US President Joe Biden meets Israeli Prime Minister Benjamin Netanyahu to discuss the ongoing conflict between Israel and Hamas, in Tel Aviv, Israel.
US President Joe Biden meets Israeli Prime Minister Benjamin Netanyahu to discuss the ongoing conflict between Israel and Hamas, in Tel Aviv, Israel. (Miriam Alster/Pool via REUTERS/File Photo)

In a blog, Dr Róisín Read of the Humanitarian Conflict Response Institute at The University of Manchester wrote: “The universality of both human rights and humanitarianism demands that we see all humans as having equal worth. However, in practice, we are not valued equally. It is an uncomfortable thought, but the hierarchy of human life is starkly evident in the humanitarian area.” This reminds us of the genocide that has happened for months and counting in Palestine.

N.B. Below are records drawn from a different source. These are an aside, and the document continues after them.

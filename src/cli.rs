use clap::Parser;

use crate::pipeline::config::SampleMode;
use crate::pipeline::sample::ImageSource;

/// Extract a palette of visually distinct colors from an image.
#[derive(Parser, Debug)]
#[command(name = "hueprint", version, about)]
pub struct Args {
    /// Image path, http(s) URL or data: URL
    pub image: ImageSource,

    /// Extraction fidelity
    #[arg(short, long, value_enum, default_value_t = SampleMode::Full)]
    pub mode: SampleMode,

    /// Output format
    #[arg(short, long, value_enum, default_value_t = OutputFormat::Text)]
    pub format: OutputFormat,

    /// Print true-color swatches of the palette
    #[arg(long)]
    pub preview: bool,

    /// Check contrast against this hex color instead of the background role
    #[arg(long, value_name = "HEX")]
    pub against: Option<String>,

    /// Network timeout in seconds for URL sources
    #[arg(long, default_value_t = 15)]
    pub timeout: u64,
}

#[derive(Debug, Clone, Copy, PartialEq, Eq, clap::ValueEnum)]
pub enum OutputFormat {
    Text,
    Json,
}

The dark side of technology shows the extensive possibilities human beings can get to, to other the other and to cause unfettered harm to the othered. Germany under Adolf Hitler applied rudimentary laws of identification to persecute the Jews and cause harm in Germany’s genocidal acts against the Jews. Apartheid South Africa applied the comb test to see whether marginal cases that were not clearly white from the texture of their hair, to define who is white or who is non-white. Pol Pot of Cambodia used education measurement to set the clock at time zero as he persecuted and mass killed almost six-million Cambodians. Harry Truman, the wartime president of the US, would target specifically cultural places of Japan to impugn harm with the dropping of the atomic bomb on Hiroshima and Nagasaki well beyond the dying days of World War 2, just to show the world what the US was capable of. It took scientist Niels Bohr to implore the world at the UN never to use atomic and nuclear devices in war. This has remained the strategy that mitigates the arms race to date. In this month 30 years ago, Rwanda went through a painful period, whereby the Rwandese deployed the Belgian and French technology of defining who the Tutsi and the Hutu were in the genocidal acts that landed in Rwanda.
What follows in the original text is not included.